The delivery of emergency cash benefits has been the most effective response for short-term relief. Looking to the future, however, governments should put in place coordinated policies to protect informal workers through instituting a three-pronged strategy: in addition to social safety net programs, which today exist in one form or another in most Sub-Saharan Africa countries, innovative social insurance plans, and productivity enhancing measures across the income spectrum are needed to support the urban informal sector. (Figure).
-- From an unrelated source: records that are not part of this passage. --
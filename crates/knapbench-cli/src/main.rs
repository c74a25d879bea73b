//! knapbench - exact vs greedy 0/1 knapsack benchmark
//!
//! Runs the dynamic-programming solver and the greedy heuristic over every
//! instance file of a directory, logs one line per instance and writes the
//! configured reports.
//!
//! Exits non-zero on configuration errors, on a solver invariant violation,
//! or when a report cannot be written. Malformed or oversized instances are
//! reported, not fatal.

use std::io;
use std::path::{Path, PathBuf};

use anyhow::{Context, Result};
use clap::Parser;
use knapbench::console::{self, Verbosity};
use knapbench::{
    BenchmarkConfig, BenchmarkReport, BenchmarkRunner, ConfigError, CsvExporter, DirectorySource,
    JsonExporter, MarkdownReport,
};
use owo_colors::OwoColorize;

/// Configuration file picked up from the working directory when `--config`
/// is not given.
const DEFAULT_CONFIG_FILE: &str = "knapbench.toml";

#[derive(Parser, Debug)]
#[command(name = "knapbench")]
#[command(version = env!("CARGO_PKG_VERSION"))]
#[command(about = "Benchmark exact (DP) and greedy 0/1 knapsack solvers", long_about = None)]
struct Cli {
    /// Directory holding the instance files
    instances_dir: Option<PathBuf>,

    /// Configuration file (TOML, or YAML by extension)
    #[arg(short, long)]
    config: Option<PathBuf>,

    /// Instance file extension, without the dot
    #[arg(long)]
    extension: Option<String>,

    /// Write a CSV report
    #[arg(long)]
    csv: Option<PathBuf>,

    /// Write a Markdown report
    #[arg(long)]
    markdown: Option<PathBuf>,

    /// Write a JSON report
    #[arg(long)]
    json: Option<PathBuf>,

    /// Per-instance time limit in seconds
    #[arg(long, value_name = "SECS")]
    time_limit: Option<u64>,

    /// Maximum number of DP table cells per instance
    #[arg(long, value_name = "N")]
    max_table_cells: Option<u64>,

    /// Unmeasured solves per solver before timing
    #[arg(long, value_name = "N")]
    warmup: Option<usize>,

    /// Benchmark instances in parallel
    #[arg(long)]
    parallel: bool,

    /// Also log instance start lines
    #[arg(short, long)]
    verbose: bool,

    /// Only log failures; no banner
    #[arg(short, long, conflicts_with = "verbose")]
    quiet: bool,
}

impl Cli {
    fn verbosity(&self) -> Verbosity {
        Verbosity::from_flags(self.verbose, self.quiet)
    }

    /// Loads the configuration file, then applies flag overrides.
    fn config(&self) -> Result<BenchmarkConfig> {
        let config = match &self.config {
            Some(path) => BenchmarkConfig::load(path)
                .with_context(|| format!("Failed to load config {}", path.display()))?,
            None => load_or_default(Path::new(DEFAULT_CONFIG_FILE))?,
        };
        let config = self.apply_overrides(config);
        config.validate().context("Invalid configuration")?;
        Ok(config)
    }

    fn apply_overrides(&self, mut config: BenchmarkConfig) -> BenchmarkConfig {
        if let Some(dir) = &self.instances_dir {
            config = config.with_instance_directory(dir);
        }
        if let Some(extension) = &self.extension {
            config = config.with_extension(extension);
        }
        if let Some(path) = &self.csv {
            config = config.with_csv_output(path);
        }
        if let Some(path) = &self.markdown {
            config = config.with_markdown_output(path);
        }
        if let Some(path) = &self.json {
            config = config.with_json_output(path);
        }
        if let Some(seconds) = self.time_limit {
            config = config.with_time_limit_seconds(seconds);
        }
        if let Some(cells) = self.max_table_cells {
            config = config.with_max_table_cells(cells);
        }
        if let Some(count) = self.warmup {
            config = config.with_warmup_count(count);
        }
        if self.parallel {
            config = config.with_parallel(true);
        }
        config
    }
}

/// Loads `path` if it exists. A missing file yields the defaults; a file
/// that cannot be read or parsed is an error.
fn load_or_default(path: &Path) -> Result<BenchmarkConfig> {
    match BenchmarkConfig::load(path) {
        Ok(config) => Ok(config),
        Err(ConfigError::Io(err)) if err.kind() == io::ErrorKind::NotFound => {
            Ok(BenchmarkConfig::default())
        }
        Err(err) => {
            Err(err).with_context(|| format!("Failed to load config {}", path.display()))
        }
    }
}

fn main() -> Result<()> {
    let cli = Cli::parse();
    let config = cli.config()?;

    console::init(cli.verbosity());

    let source = DirectorySource::new(&config.instances.directory)
        .with_extension(&config.instances.extension);
    let report = BenchmarkRunner::from_config(&config)
        .run(&source)
        .with_context(|| {
            format!(
                "Benchmark aborted in {}",
                config.instances.directory.display()
            )
        })?;

    write_reports(&config, &report)?;
    Ok(())
}

/// Writes every configured report; prints Markdown to stdout when none is.
fn write_reports(config: &BenchmarkConfig, report: &BenchmarkReport) -> Result<()> {
    let output = &config.output;
    if output.is_empty() {
        return MarkdownReport::write(report, io::stdout().lock())
            .context("Failed to print report");
    }

    if let Some(path) = &output.csv {
        CsvExporter::to_file(report, path).with_context(|| write_failed("CSV", path))?;
        announce("CSV", path);
    }
    if let Some(path) = &output.markdown {
        MarkdownReport::to_file(report, path).with_context(|| write_failed("Markdown", path))?;
        announce("Markdown", path);
    }
    if let Some(path) = &output.json {
        JsonExporter::to_file(report, path).with_context(|| write_failed("JSON", path))?;
        announce("JSON", path);
    }
    Ok(())
}

fn write_failed(format: &str, path: &Path) -> String {
    format!("Failed to write {} report to {}", format, path.display())
}

fn announce(format: &str, path: &Path) {
    println!(
        "{} {} report written to {}",
        "✓".bright_green(),
        format,
        path.display().bright_white()
    );
}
Social Protection Instruments Across the Income Spectrum

Tailor social protection instruments to the urban informal sector

For poor informal workers, cash transfers could be linked with services such as those that promote economic inclusion to support recipients eventually rise as self-sufficient members of the community. This messaging is important from an individual perspective to provide the right behavioral incentives as well as from a political economy perspective given that governments may not be willing or can afford to commit to cash transfers to work-able individuals unless there is a convincing exit strategy.

For non-poor informal workers, social insurance is the most appropriate instrument to offer protection to key shocks. Social insurance programs allow informal workers build short-term savings (for spells of unemployment) and long-term savings (to provide higher levels of income protection in old age). Access to risk management instruments is crucial to achieve a smooth consumption path to mitigate the impact of shocks, and to enhance productivity by enabling informal workers to take more risks in their business decisions.

Overall, social protection interventions should benefit from digital technology in outreach and targeting, a modernized payment system infrastructure, and automated platforms such as integrated social registries that help assess which measures are suitable to strengthen the resilience and productivity of various groups of informal workers.

Improve livelihoods by increasing productivity

While often a government priority, programs aiming at formalizing micro- and small enterprises have not proven effective. Increased productivity would help informal businesses progressively move closer to the formal sector, while improving their workers’ livelihoods. This requires strategic partnerships: Financial inclusion should focus on facilitating access to financing instruments tailored to the needs of the urban informal sector. ID systems are critical to facilitate such access. Childcare services, and mechanisms to link informal businesses with established value chains should be at the core of economic development strategies. And urban development strategies need to incorporate improved access to basic services.

Combined, social protection and productivity enhancing measures would thus increase the resilience of the urban informal economy to weather future shocks.  This would bring countries on a path to a more resilient and productive informal sector that puts workers on a sustainable pathway to better livelihoods.